Exercise objective » Return each line of the data below that contains the string "bool".

○ ○ ○ ○

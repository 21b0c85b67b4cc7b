//! Text-versus-link classification of submitted drafts.

use regex::Regex;
use std::sync::LazyLock;

use super::clock::Clock;
use super::message::ChatMessage;

/// `http://` or `https://` followed by at least one non-whitespace char.
static LINK_RE: LazyLock<Regex> = LazyLock::new(|| Regex::new(r"https?://\S+").unwrap());

/// True when `raw` has nothing but whitespace. Such drafts are never submitted.
pub fn is_blank(raw: &str) -> bool {
    raw.trim().is_empty()
}

/// Tag a non-blank submission as a link or plain text.
///
/// One match anywhere makes the whole string a link. The stored content is
/// always the full original text, untrimmed.
pub fn classify(raw: &str, clock: &dyn Clock, timestamp_format: &str) -> ChatMessage {
    let timestamp = clock.timestamp(timestamp_format);
    if LINK_RE.is_match(raw) {
        ChatMessage::link(raw, timestamp)
    } else {
        ChatMessage::text(raw, timestamp)
    }
}

/// First URL inside a link message's text.
pub fn first_url(text: &str) -> Option<&str> {
    LINK_RE.find(text).map(|m| m.as_str())
}
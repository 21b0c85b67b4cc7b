//! The Elm Architecture (TEA) layer for the chat panel.
//!
//! - `Model`: the message store, draft and UI flags
//! - `Message`: key presses, pastes and background completions
//! - `Command`: side effects requested by `update` (file reads, listings)
//! - `update`: applies one message to the model

pub mod command;
pub mod message;
pub mod model;
pub mod update;

pub use command::Command;
pub use message::Message;
pub use model::{Mode, Model, Notification, NotificationLevel};
pub use update::update;
//! Terminal file picker restricted to image files.
//!
//! Stands in for a native "choose file" dialog: lists one directory at a
//! time, showing subdirectories and files with image extensions.

use std::path::{Path, PathBuf};

use crate::chat::ingest::is_image_path;
use crate::{Error, Result};

#[derive(Debug, Clone, PartialEq, Eq)]
pub struct PickerEntry {
    pub name: String,
    pub path: PathBuf,
    pub is_dir: bool,
}

/// Picker state: a directory listing plus a selection cursor.
#[derive(Debug, Clone, PartialEq, Eq)]
pub struct FilePicker {
    pub dir: PathBuf,
    pub entries: Vec<PickerEntry>,
    pub selected: usize,
}

impl FilePicker {
    pub fn new(dir: PathBuf, entries: Vec<PickerEntry>) -> Self {
        Self {
            dir,
            entries,
            selected: 0,
        }
    }

    pub fn selected_entry(&self) -> Option<&PickerEntry> {
        self.entries.get(self.selected)
    }

    pub fn select_next(&mut self) {
        if !self.entries.is_empty() {
            self.selected = (self.selected + 1) % self.entries.len();
        }
    }

    pub fn select_prev(&mut self) {
        if !self.entries.is_empty() {
            self.selected = self
                .selected
                .checked_sub(1)
                .unwrap_or(self.entries.len() - 1);
        }
    }

    pub fn parent_dir(&self) -> Option<PathBuf> {
        self.dir.parent().map(Path::to_path_buf)
    }
}

/// List `dir`: subdirectories first, then image files, each sorted by name.
/// Hidden entries are skipped.
pub fn list_dir(dir: &Path) -> Result<Vec<PickerEntry>> {
    if !dir.is_dir() {
        return Err(Error::NotADirectory(dir.to_path_buf()));
    }

    let mut dirs = Vec::new();
    let mut files = Vec::new();
    for entry in std::fs::read_dir(dir)? {
        let Ok(entry) = entry else { continue };
        let name = entry.file_name().to_string_lossy().into_owned();
        if name.starts_with('.') {
            continue;
        }
        let path = entry.path();
        // Follows symlinks, so a link to a directory is browsable.
        if path.is_dir() {
            dirs.push(PickerEntry {
                name,
                path,
                is_dir: true,
            });
        } else if is_image_path(&path) {
            files.push(PickerEntry {
                name,
                path,
                is_dir: false,
            });
        }
    }

    dirs.sort_by(|a, b| a.name.cmp(&b.name));
    files.sort_by(|a, b| a.name.cmp(&b.name));
    dirs.extend(files);
    Ok(dirs)
}
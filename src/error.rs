use std::path::PathBuf;

use thiserror::Error;

#[derive(Error, Debug)]
pub enum Error {
    #[error("IO error: {0}")]
    Io(#[from] std::io::Error),

    #[error("TOML parse error: {0}")]
    TomlParse(#[from] toml::de::Error),

    #[error("TOML serialize error: {0}")]
    TomlSerialize(#[from] toml::ser::Error),

    #[error("No home directory")]
    NoHomeDir,

    #[error("Not a directory: {}", .0.display())]
    NotADirectory(PathBuf),

    #[error("Operation timed out after {0:?}")]
    Timeout(std::time::Duration),

    #[error("Task join error: {0}")]
    TaskJoin(String),
}

pub type Result<T> = std::result::Result<T, Error>;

○ ○ ○ ○

Exercise answer »
pub fn is_blank(raw: &str) -> bool {
    pub is_dir: bool,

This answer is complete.